If the assembly of MBP−76EspP can be restarted after passenger domain translocation stalls, we expected that PK treatment would cleave the surface-exposed loop of the fusion protein, and that the subsequent release of the MBP moiety into the periplasm would facilitate the completion of assembly (Fig. 1c, right). Strikingly, after cells were incubated with PK at 25 oC, ~90% of the fusion protein was fully assembled within 10 min as indicated by the accumulation of the mature β-barrel domain (Fig. 1e). In contrast, MBP−76EspP in mock-treated cells remained stable (Fig. 1e). Therefore, arrested MBP−76EspP does not fall into a non-productive pathway, but remains in an assembly-competent state that conserves interactions with BAM that occur during normal assembly.

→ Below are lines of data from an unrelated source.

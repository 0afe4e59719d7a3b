use crate::fat::*;
use crate::slice::{ASlice, RawBuf};

use core::mem::ManuallyDrop;



/// Places elements into a [`RawBuf`] front to back.
///
/// Until [`finish`](Self::finish)ed, dropping the builder (including while unwinding out of a panicking `Clone`) drops exactly the
/// elements placed so far and then frees the buffer, so a failed construction leaves nothing behind.
pub(crate) struct Builder<T, A: Free> {
    buf:    RawBuf<T, A>,
    placed: usize,
}

impl<T, A: Free> Drop for Builder<T, A> {
    fn drop(&mut self) {
        let placed = core::ptr::slice_from_raw_parts_mut(self.buf.as_ptr(), self.placed);
        self.placed = 0;
        // SAFETY: ✔️ slots `[0, placed)` were initialized by `place_unchecked` and have not been handed off to an `ASlice`
        unsafe { placed.drop_in_place() };
        // `self.buf` frees the memory when it's dropped right after this
    }
}

impl<T, A: Free> Builder<T, A> {
    pub fn new(buf: RawBuf<T, A>) -> Self { Self { buf, placed: 0 } }

    pub fn try_new_in(capacity: usize, allocator: A) -> Result<Self, A::Error> where A : Alloc { Ok(Self::new(RawBuf::try_alloc(capacity, allocator)?)) }

    #[inline(always)] pub fn placed(&self) -> usize { self.placed }
    #[inline(always)] pub fn is_full(&self) -> bool { self.placed >= self.buf.capacity() }

    /// Move `value` into the next slot.
    ///
    /// ### Safety
    /// *   `!self.is_full()`
    pub unsafe fn place_unchecked(&mut self, value: T) {
        debug_assert!(!self.is_full(), "bug: placed more elements than the buffer has capacity for");
        // SAFETY: ✔️ slot `placed` is within capacity per the documented precondition, and uninitialized as it hasn't been placed yet
        unsafe { self.buf.as_ptr().add(self.placed).write(value) };
        self.placed += 1;
    }

    /// Move `value` into the next slot, or hand it back if the buffer is full.
    #[cfg(test)] pub fn place(&mut self, value: T) -> Result<(), T> {
        if self.is_full() { return Err(value) }
        // SAFETY: ✔️ just checked
        unsafe { self.place_unchecked(value) };
        Ok(())
    }

    /// Disarm the cleanup, handing the buffer and every placed element to a new [`ASlice`].
    pub fn finish(self) -> ASlice<T, A> {
        let this    = ManuallyDrop::new(self);
        let placed  = this.placed;
        // SAFETY: ✔️ `this.buf` will never be read again, including for Drop
        let buf     = unsafe { core::ptr::read(&this.buf) };
        // SAFETY: ✔️ `[0, placed)` were initialized by `place_unchecked`, and `placed <= capacity`
        unsafe { ASlice::from_raw_buf(buf, placed) }
    }
}



#[cfg(feature = "alloc")] #[test] fn drop_unwinds_placed() {
    use crate::allocator::{alloc::Global, debug::Counting};
    use crate::util::drop::Tester;

    let counting = Counting::new(Global);
    let mut b = Builder::try_new_in(4, &counting).unwrap();
    b.place(Tester::new(1)).unwrap();
    b.place(Tester::new(2)).unwrap();
    assert_eq!(b.placed(), 2);
    assert_eq!(Tester::live(), 2);
    drop(b);
    assert_eq!(Tester::live(), 0);
    assert_eq!(counting.outstanding(), 0);
}

#[cfg(feature = "alloc")] #[test] fn place_when_full() {
    use crate::allocator::alloc::Global;
    let mut b = Builder::try_new_in(1, Global).unwrap();
    assert_eq!(b.place(1u8), Ok(()));
    assert!(b.is_full());
    assert_eq!(b.place(2u8), Err(2));
    let s = b.finish();
    assert_eq!(s.as_slice(), [1]);
}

A stable β-seam forms between BamA(β1) and MBP−76EspP(β12)
Having established a model system in which the assembly of a β-barrel protein arrests stably and reversibly, we were able to begin to precisely map interactions between the arrested MBP−76EspP assembly intermediate and BAM subunits. Although no direct evidence exists, it has been proposed that the conserved final strand of OMPs, the β-signal, interacts with BamA during assembly13,44,45. Based on a recent analysis of interactions between Sam50 and truncated forms of a mitochondrial outer membrane β-barrel in isolated mitochondria18, we hypothesised that BamA β-strand 1 [BamA(β1)] interacts with the β-signal of MBP−76EspP [MBP−76EspP(β12)]. To test this, we used solved structures of BamA19,20,21 and the EspP β-barrel40,42 as a guide to replace pairs of aligned HisBamA(β1) and MBP−76EspP(β12) residues with cysteine (Fig. 2a). We then expressed the modified MBP−76EspP(β12) and BAM, and assessed intermolecular proximity by disulfide-bond formation in vivo after the addition of the thiol-specific oxidiser 4-DPS. In these experiments we retained the two native cysteine residues in BamA loop 6 (C690 and C700) that normally form an intramolecular disulfide-bond46. We found that these residues are important for loop 6 to fold into a native conformation but do not interfere with intermolecular disulfide-bond formation (Supplementary Fig. 2).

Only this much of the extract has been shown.